Faz
um calor insuportável quando entro no ônibus. Ele está levemente cheio, e os
únicos bancos vazios encontram-se aonde o sol bate. Rapidamente analiso se
prefiro morrer de calor sentado ou morrer de cansaço em pé. O dia de trabalho e
faculdade me faz escolher a primeira morte. Sento sozinho num banco ao sol,
implorando a Deus que a viagem seja curta, mesmo eu sabendo exatamente quanto
tempo levo para chegar até o meu destino de todos os dias.
Sem
prestar muita atenção, seja pelo inicio de insolação ou pura distração, um
rapaz senta ao meu lado. Aquela olhada rápida de “quem é que está sentando ao
meu lado no ônibus” me faz enxergar que o rapaz é lindo. E puta merda, que
lindo. Desses que a gente, normalzinho, pensa “como que Deus dá tanto pra uns,
e tão pouco pra outros?”. Mas não é a barba, ou as tatuagens, ou a certeza que
ele deve ser muito foda e fazer um curso muito foda pra ter tanto estilo assim,
afinal é um ônibus de rota universitária, mas o que mais me impressiona, que me
deixa em êxtase, ali, a sei lá quantos graus Celsius, ferrado, cansado e com
fome no transporte público, é o cheiro de cigarro mentolado que ele exala.

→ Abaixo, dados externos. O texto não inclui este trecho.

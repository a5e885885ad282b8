use crate::app::models::Toggle;
use clap::{Parser, ValueEnum};
use std::path::PathBuf;

#[derive(Parser, Debug)]
#[command(
    author,
    version,
    about = "Render RPSL routing policy into router configuration with RtConfig"
)]
pub struct Cli {
    /// File holding the RtConfig template (reads stdin when omitted)
    pub input: Option<PathBuf>,

    /// Settings file (defaults to ~/.config/rtconfig/config.toml)
    #[arg(long)]
    pub config: Option<PathBuf>,

    /// Page identifier shown in the report heading
    #[arg(long, default_value = "stdin")]
    pub page_name: String,

    /// How to print the report
    #[arg(long, value_enum, default_value_t = ReportFormat::Text)]
    pub format: ReportFormat,

    /// Path to the RtConfig binary
    #[arg(long)]
    pub command: Option<String>,

    /// IRR cache file to load before querying whois (repeatable)
    #[arg(long = "include-file")]
    pub include_files: Vec<String>,

    /// Comma separated source list, first match wins
    #[arg(long)]
    pub source_list: Option<String>,

    /// Router configuration dialect (cisco, junos, bcc, gated, rsd, ...)
    #[arg(long)]
    pub output_format: Option<String>,

    /// Whois server to query
    #[arg(long)]
    pub whois_host: Option<String>,

    /// Whois server port
    #[arg(long)]
    pub whois_port: Option<u16>,

    /// Whois protocol (irrd, ripe, ripe_perl)
    #[arg(long)]
    pub whois_protocol: Option<String>,

    /// Turn on an RtConfig toggle (repeatable)
    #[arg(long = "enable", value_enum)]
    pub enable: Vec<Toggle>,

    /// Include the command line, raw input and stderr in the report
    #[arg(long)]
    pub debug: bool,

    /// Kill RtConfig if it runs longer than this many milliseconds
    #[arg(long)]
    pub timeout_ms: Option<u64>,
}

#[derive(ValueEnum, Debug, Clone, Copy, PartialEq, Eq)]
pub enum ReportFormat {
    Text,
    Json,
}
mod app;

use std::process::ExitCode;

fn main() -> ExitCode {
    env_logger::Builder::from_env(env_logger::Env::default().default_filter_or("warn")).init();

    match app::run() {
        Ok(true) => ExitCode::SUCCESS,
        Ok(false) => ExitCode::FAILURE,
        Err(err) => {
            log::error!("{:#}", err);
            ExitCode::FAILURE
        }
    }
}
// Declare modules
pub mod cli;
pub mod config;
pub mod error;
pub mod formatter;
pub mod invocation;
pub mod models;
pub mod runner;

use anyhow::{Context, Result};
use clap::Parser;
use std::fs;
use std::io::{self, Read, Write};

use self::cli::{Cli, ReportFormat};
use self::config::resolve_settings;
use self::formatter::{OutputGenerator, Report};
use self::invocation::Invocation;
use self::runner::Runner;

/// Renders one policy document and prints the report.
///
/// Returns whether RtConfig exited cleanly; the report is printed either way.
pub fn run() -> Result<bool> {
    // 1. Parse Args
    let args = Cli::parse();

    // 2. Resolve Settings
    let settings = resolve_settings(&args)?;

    // 3. Read the policy source, byte for byte
    let input = match &args.input {
        Some(path) => fs::read(path).context(format!("Failed to read input {:?}", path))?,
        None => {
            let mut buf = Vec::new();
            io::stdin()
                .read_to_end(&mut buf)
                .context("Failed to read input from stdin")?;
            buf
        }
    };
    if input.is_empty() {
        log::warn!("Input is empty; RtConfig will have nothing to expand.");
    }

    // 4. Build and Run
    let invocation = Invocation::build(&settings);
    let result = Runner::new()
        .with_timeout(settings.timeout())
        .run(&invocation, &input);

    // 5. Generate Output
    let report = Report::new(&args.page_name, &result, &input, settings.debug);
    let output = match args.format {
        ReportFormat::Text => OutputGenerator::generate_text(&report, &result, &input),
        ReportFormat::Json => OutputGenerator::generate_json(&report)?.into_bytes(),
    };

    // 6. Print to Stdout
    let mut stdout = io::stdout().lock();
    stdout
        .write_all(&output)
        .context("Failed to write report")?;
    if !output.ends_with(b"\n") {
        stdout.write_all(b"\n").context("Failed to write report")?;
    }

    if let Some(err) = result.error() {
        log::error!("{}", err);
    }
    Ok(result.is_success())
}
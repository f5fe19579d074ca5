// Copyright 2025 the Xilem Authors
// SPDX-License-Identifier: Apache-2.0

//! A virtualizing layout which places items at explicit canvas coordinates.
//!
//! Unlike flow, stack or wrap layouts, a [`CanvasLayout`] does not compute positions:
//! every item already carries its own `left`, `top`, `width` and `height`.
//! What the layout *does* decide is which items currently need a live container.
//! Only items which intersect the host's realization rect (usually the viewport) are
//! realized, and containers of items which scroll away are handed back to the host
//! for recycling.
//!
//! The layout is a pure strategy object.
//! Everything it mutates lives in the [`VirtualizingHost`] it is called with:
//! the items' in-view flags, the host's containers, and the [`LayoutState`] slot.
//! This means a single `CanvasLayout` can be shared between any number of hosts.
//!
//! # Protocol
//!
//! A host drives the layout in this order:
//!
//! 1. [`initialize_for_context`](VirtualizingLayout::initialize_for_context) when it attaches the layout.
//! 2. For every layout cycle, [`measure`](VirtualizingLayout::measure), then [`arrange`](VirtualizingLayout::arrange).
//! 3. [`uninitialize_for_context`](VirtualizingLayout::uninitialize_for_context) when it detaches.
//!
//! ```
//! use canvas_layout::kurbo::{Rect, Size};
//! use canvas_layout::{CanvasLayout, PositionedItem, VirtualizingLayout};
//! use canvas_layout_testing::RecordingHost;
//!
//! let mut host = RecordingHost::new(vec![
//!     PositionedItem::new(0., 0., 100., 100.),
//!     PositionedItem::new(1000., 1000., 50., 50.),
//! ]);
//! host.set_realization_rect(Rect::new(0., 0., 300., 300.));
//!
//! let layout = CanvasLayout::new();
//! layout.initialize_for_context(&mut host);
//! let desired = layout.measure(&mut host, Size::new(300., 300.)).unwrap();
//! assert_eq!(desired, Size::new(1050., 1050.));
//! layout.arrange(&mut host, desired).unwrap();
//! assert_eq!(host.realized_indices(), vec![0]);
//! ```

// LINEBENDER LINT SET - lib.rs - v3
// See https://linebender.org/wiki/canonical-lints/
// These lints shouldn't apply to examples or tests.
#![cfg_attr(not(test), warn(unused_crate_dependencies))]
// These lints shouldn't apply to examples.
#![warn(clippy::print_stdout, clippy::print_stderr)]
// Targeting e.g. 32-bit means structs containing usize can give false positives for 64-bit.
#![cfg_attr(target_pointer_width = "64", warn(clippy::trivially_copy_pass_by_ref))]
// END LINEBENDER LINT SET
#![cfg_attr(docsrs, feature(doc_cfg))]

pub use kurbo;

mod canvas;
mod host;
mod item;
mod layout;
mod state;

pub use canvas::{CanvasLayout, ViewportTest};
pub use host::VirtualizingHost;
pub use item::{Positioned, PositionedItem};
pub use layout::VirtualizingLayout;
pub use state::{LayoutState, LayoutStateId};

Podia ser cigarro comum, podia ser cheiro de qualquer coisa, até aquele cheiro
de homem. Mas era cheiro de cigarro mentolado, e era forte pra chegar até mim.

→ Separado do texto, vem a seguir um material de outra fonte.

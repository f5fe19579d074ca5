// Copyright 2025 the Xilem Authors
// SPDX-License-Identifier: Apache-2.0

use std::num::NonZeroU64;
use std::sync::atomic::{AtomicU64, Ordering};

use kurbo::Rect;

/// A unique identifier for a [`LayoutState`].
///
/// Two states with the same id are the same attachment;
/// a host which detaches and re-attaches gets a new id.
#[derive(Clone, Copy, Debug, PartialEq, Eq, Hash, PartialOrd, Ord)]
pub struct LayoutStateId(NonZeroU64);

impl LayoutStateId {
    fn next() -> Self {
        static LAYOUT_STATE_ID_COUNTER: AtomicU64 = AtomicU64::new(1);
        let id = LAYOUT_STATE_ID_COUNTER.fetch_add(1, Ordering::Relaxed);
        // The counter starts at one and won't wrap around in practice.
        Self(NonZeroU64::new(id).unwrap_or(NonZeroU64::MIN))
    }

    /// Returns the integer value of the id.
    pub fn to_raw(self) -> u64 {
        self.0.get()
    }
}

/// Per-attachment state of a virtualizing layout.
///
/// Each host which the layout is attached to owns exactly one of these, in its
/// [layout state slot](crate::VirtualizingHost::layout_state_mut).
/// The layout itself stores nothing, since it could be in use by multiple hosts simultaneously.
///
/// The realized-item cache is refreshed by every measure pass.
/// The layout re-tests every item each pass and never reads the cache back;
/// it is kept for hosts which want to inspect what is currently realized.
#[derive(Debug)]
pub struct LayoutState {
    id: LayoutStateId,
    first_realized_index: Option<usize>,
    layout_rects: Vec<Rect>,
}

impl LayoutState {
    pub(crate) fn new() -> Self {
        Self {
            id: LayoutStateId::next(),
            first_realized_index: None,
            layout_rects: Vec::new(),
        }
    }

    /// The id of this attachment.
    pub fn id(&self) -> LayoutStateId {
        self.id
    }

    /// Index of the first item which was in view after the last measure pass.
    ///
    /// `None` if nothing was in view, or if no measure pass has run yet.
    pub fn first_realized_index(&self) -> Option<usize> {
        self.first_realized_index
    }

    /// Bounds of every in-view item after the last measure pass, in index order.
    pub fn layout_rects(&self) -> &[Rect] {
        &self.layout_rects
    }

    /// The number of items which were in view after the last measure pass.
    pub fn realized_count(&self) -> usize {
        self.layout_rects.len()
    }

    pub(crate) fn clear_realized(&mut self) {
        self.first_realized_index = None;
        self.layout_rects.clear();
    }

    pub(crate) fn push_realized(&mut self, index: usize, rect: Rect) {
        self.first_realized_index.get_or_insert(index);
        self.layout_rects.push(rect);
    }
}

#[cfg(test)]
mod tests {
    use super::*;

    #[test]
    fn ids_are_unique() {
        let first = LayoutState::new();
        let second = LayoutState::new();
        assert_ne!(first.id(), second.id());
        assert!(second.id().to_raw() > first.id().to_raw());
    }

    #[test]
    fn first_realized_index_keeps_lowest_pushed() {
        let mut state = LayoutState::new();
        assert_eq!(state.first_realized_index(), None);

        state.push_realized(3, Rect::new(0., 0., 1., 1.));
        state.push_realized(7, Rect::new(1., 1., 2., 2.));
        assert_eq!(state.first_realized_index(), Some(3));
        assert_eq!(state.realized_count(), 2);

        state.clear_realized();
        assert_eq!(state.first_realized_index(), None);
        assert!(state.layout_rects().is_empty());
    }
}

Eu nunca tinha reparado em ninguém com essa característica, confesso. A gente
repara em cheiro de perfume, ou cheiro de pele, né não? Mas talvez por eu ser
um pseudo-fumante de balada e momentos tristes, talvez por amar cigarro
mentolado, talvez pelo cheiro ser adocicado e convidativo. Não sei. Mas ali, me
apaixonei perdidamente pelo cheiro, pelo homem que o carregava. É claro que não
disse uma palavra. Ele era desse tipo “inalcançável”. Fiquei apenas absorvendo,
tentando pegar cada partícula e engoli-las como se não houvesse amanhã. Guardar
pra sempre na memória, e quem sabe encontrar o mesmo cheiro, a mesma combinação
um dia.
De
fato, de todas as coisas que um coletivo num fim de tarde, hora de pico, com um
calor horrível, podia me trazer, um momento bom e simples assim, é divino.